(Task directions)
Retype only what runs from the line that contains "pub async fn cursors(&self)" through the last line of the listing below, both lines included.
------ Data
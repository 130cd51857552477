//! File-backed committer
//!
//! Persists committed cursors to a JSON file with atomic writes.

use super::PartitionCommitter;
use crate::error::{Error, Result};
use crate::types::{Offset, PartitionId};
use async_trait::async_trait;
use chrono::{DateTime, Utc};
use serde::{Deserialize, Serialize};
use std::collections::BTreeMap;
use std::path::{Path, PathBuf};
use std::sync::Arc;
use tokio::sync::RwLock;

/// Contents of a cursor file
#[derive(Debug, Clone, Default, Serialize, Deserialize)]
pub struct CursorFile {
    /// Committed cursor per partition
    #[serde(default)]
    pub cursors: BTreeMap<PartitionId, CommittedCursor>,
}

impl CursorFile {
    /// Create an empty cursor file
    pub fn new() -> Self {
        Self::default()
    }

    /// Get the committed offset for a partition
    pub fn offset(&self, partition: &PartitionId) -> Option<Offset> {
        self.cursors.get(partition).map(|c| c.offset)
    }
}

/// A committed cursor entry
#[derive(Debug, Clone, PartialEq, Eq, Serialize, Deserialize)]
pub struct CommittedCursor {
    /// Committed offset
    pub offset: Offset,
    /// When the offset was committed
    pub committed_at: DateTime<Utc>,
}

/// Committer that writes every acknowledgment to a cursor file
#[derive(Debug, Clone)]
pub struct FileCommitter {
    /// Path to the cursor file
    path: PathBuf,
    /// Current contents (cached)
    state: Arc<RwLock<CursorFile>>,
}

impl FileCommitter {
    /// Create a committer for `path`, loading existing cursors if present
    pub fn open(path: impl AsRef<Path>) -> Result<Self> {
        let path = path.as_ref().to_path_buf();
        let state = if path.exists() {
            let contents = std::fs::read_to_string(&path).map_err(|e| Error::state(format!("Failed to read cursor file: {e}")))?;
            serde_json::from_str(&contents).map_err(|e| Error::state(format!("Failed to parse cursor file: {e}")))?
        } else {
            CursorFile::new()
        };

        Ok(Self {
            path,
            state: Arc::new(RwLock::new(state)),
        })
    }

    /// Read a cursor file without opening a committer
    pub fn read(path: impl AsRef<Path>) -> Result<CursorFile> {
        let path = path.as_ref();
        if !path.exists() {
            return Err(Error::FileNotFound {
                path: path.display().to_string(),
            });
        }
        let contents = std::fs::read_to_string(path)?;
        serde_json::from_str(&contents).map_err(|e| Error::state(format!("Failed to parse cursor file: {e}")))
    }

    /// Save current cursors to file
    pub async fn save(&self) -> Result<()> {
        let state = self.state.read().await;
        persist(&self.path, &state).await
    }

    /// Committed offset for a partition
    pub async fn committed_offset(&self, partition: &PartitionId) -> Option<Offset> {
        self.state.read().await.offset(partition)
    }

    /// Snapshot of all committed cursors
    pub async fn cursors(&self) -> CursorFile {
        self.state.read().await.clone()
    }

    /// Get the cursor file path
    pub fn path(&self) -> &Path {
        &self.path
    }
}

#[async_trait]
impl PartitionCommitter for FileCommitter {
    async fn commit(&self, partition: &PartitionId, offset: Offset) -> Result<()> {
        let mut state = self.state.write().await;

        // The cache only changes once the file is written
        let mut updated = state.clone();
        updated.cursors.insert(
            partition.clone(),
            CommittedCursor {
                offset,
                committed_at: Utc::now(),
            },
        );
        persist(&self.path, &updated)
            .await
            .map_err(|e| Error::commit(partition.clone(), e.to_string()))?;

        *state = updated;
        Ok(())
    }

    fn name(&self) -> &str {
        "file"
    }
}

/// Write `file` to `path` via a temp file and rename
async fn persist(path: &Path, file: &CursorFile) -> Result<()> {
    let contents = serde_json::to_string_pretty(file)
        .map_err(|e| Error::state(format!("Failed to serialize cursors: {e}")))?;

    let temp_path = path.with_extension("tmp");
    tokio::fs::write(&temp_path, &contents)
        .await
        .map_err(|e| Error::state(format!("Failed to write cursor file: {e}")))?;

    tokio::fs::rename(&temp_path, path)
        .await
        .map_err(|e| Error::state(format!("Failed to rename cursor file: {e}")))?;

    Ok(())
}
------------
(Worked solution)
    pub async fn cursors(&self) -> CursorFile {
        self.state.read().await.clone()
    }

    /// Get the cursor file path
    pub fn path(&self) -> &Path {
        &self.path
    }
}

#[async_trait]
impl PartitionCommitter for FileCommitter {
    async fn commit(&self, partition: &PartitionId, offset: Offset) -> Result<()> {
        let mut state = self.state.write().await;

        // The cache only changes once the file is written
        let mut updated = state.clone();
        updated.cursors.insert(
            partition.clone(),
            CommittedCursor {
                offset,
                committed_at: Utc::now(),
            },
        );
        persist(&self.path, &updated)
            .await
            .map_err(|e| Error::commit(partition.clone(), e.to_string()))?;

        *state = updated;
        Ok(())
    }

    fn name(&self) -> &str {
        "file"
    }
}

/// Write `file` to `path` via a temp file and rename
async fn persist(path: &Path, file: &CursorFile) -> Result<()> {
    let contents = serde_json::to_string_pretty(file)
        .map_err(|e| Error::state(format!("Failed to serialize cursors: {e}")))?;

    let temp_path = path.with_extension("tmp");
    tokio::fs::write(&temp_path, &contents)
        .await
        .map_err(|e| Error::state(format!("Failed to write cursor file: {e}")))?;

    tokio::fs::rename(&temp_path, path)
        .await
        .map_err(|e| Error::state(format!("Failed to rename cursor file: {e}")))?;

    Ok(())
}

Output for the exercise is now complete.